____ Input for this task
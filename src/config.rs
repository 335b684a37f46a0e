use std::{env, fmt::Display};

use poise::serenity_prelude::GuildId;

const DEFAULT_PREFIX: &str = "!";

#[derive(Debug)]
pub(crate) enum Error {
    Missing(&'static str),
    Invalid { var: &'static str, value: String },
}

impl Display for Error {
    fn fmt(&self, f: &mut std::fmt::Formatter<'_>) -> std::fmt::Result {
        match self {
            Error::Missing(var) => write!(f, "Expected {} in the environment", var),
            Error::Invalid { var, value } => write!(f, "{} must be a number, got `{}`", var, value),
        }
    }
}

impl std::error::Error for Error {}

#[derive(Clone, Debug)]
pub(crate) struct Config {
    pub token: String,
    pub db_path: String,
    /// Register slash commands in this guild only; globally when unset.
    pub guild_id: Option<GuildId>,
    pub prefix: String,
}

impl Config {
    /// Reads the configuration from the environment.
    ///
    /// Required: `DISCORD_TOKEN`, `DATABASE_PATH`.
    /// Optional: `GUILD_ID`, `PREFIX` (defaults to `!`).
    pub(crate) fn from_env() -> Result<Self, Error> {
        Self::from_lookup(|var| env::var(var).ok())
    }

    fn from_lookup<F>(lookup: F) -> Result<Self, Error>
    where
        F: Fn(&'static str) -> Option<String>,
    {
        let required = |var| lookup(var).ok_or(Error::Missing(var));

        let guild_id = match lookup("GUILD_ID").filter(|v| !v.trim().is_empty()) {
            Some(value) => {
                let id = value
                    .trim()
                    .parse::<u64>()
                    .ok()
                    .filter(|id| *id != 0)
                    .ok_or_else(|| Error::Invalid {
                        var: "GUILD_ID",
                        value: value.clone(),
                    })?;
                Some(GuildId::new(id))
            }
            None => None,
        };

        Ok(Self {
            token: required("DISCORD_TOKEN")?,
            db_path: required("DATABASE_PATH")?,
            guild_id,
            prefix: lookup("PREFIX")
                .filter(|p| !p.trim().is_empty())
                .unwrap_or_else(|| DEFAULT_PREFIX.to_string()),
        })
    }
}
________
The records above should be set down again word for word.

filename src/config.rs
repository 335b684a37f46a0e
use std::{env, fmt::Display};

use poise::serenity_prelude::GuildId;

const DEFAULT_PREFIX: &str = "!";

#[derive(Debug)]
pub(crate) enum Error {
    Missing(&'static str),
    Invalid { var: &'static str, value: String },
}

impl Display for Error {
    fn fmt(&self, f: &mut std::fmt::Formatter<'_>) -> std::fmt::Result {
        match self {
            Error::Missing(var) => write!(f, "Expected {} in the environment", var),
            Error::Invalid { var, value } => write!(f, "{} must be a number, got `{}`", var, value),
        }
    }
}

impl std::error::Error for Error {}

#[derive(Clone, Debug)]
pub(crate) struct Config {
    pub token: String,
    pub db_path: String,
    /// Register slash commands in this guild only; globally when unset.
    pub guild_id: Option<GuildId>,
    pub prefix: String,
}

impl Config {
    /// Reads the configuration from the environment.
    ///
    /// Required: `DISCORD_TOKEN`, `DATABASE_PATH`.
    /// Optional: `GUILD_ID`, `PREFIX` (defaults to `!`).
    pub(crate) fn from_env() -> Result<Self, Error> {
        Self::from_lookup(|var| env::var(var).ok())
    }

    fn from_lookup<F>(lookup: F) -> Result<Self, Error>
    where
        F: Fn(&'static str) -> Option<String>,
    {
        let required = |var| lookup(var).ok_or(Error::Missing(var));

        let guild_id = match lookup("GUILD_ID").filter(|v| !v.trim().is_empty()) {
            Some(value) => {
                let id = value
                    .trim()
                    .parse::<u64>()
                    .ok()
                    .filter(|id| *id != 0)
                    .ok_or_else(|| Error::Invalid {
                        var: "GUILD_ID",
                        value: value.clone(),
                    })?;
                Some(GuildId::new(id))
            }
            None => None,
        };

        Ok(Self {
            token: required("DISCORD_TOKEN")?,
            db_path: required("DATABASE_PATH")?,
            guild_id,
            prefix: lookup("PREFIX")
                .filter(|p| !p.trim().is_empty())
                .unwrap_or_else(|| DEFAULT_PREFIX.to_string()),
        })
    }
}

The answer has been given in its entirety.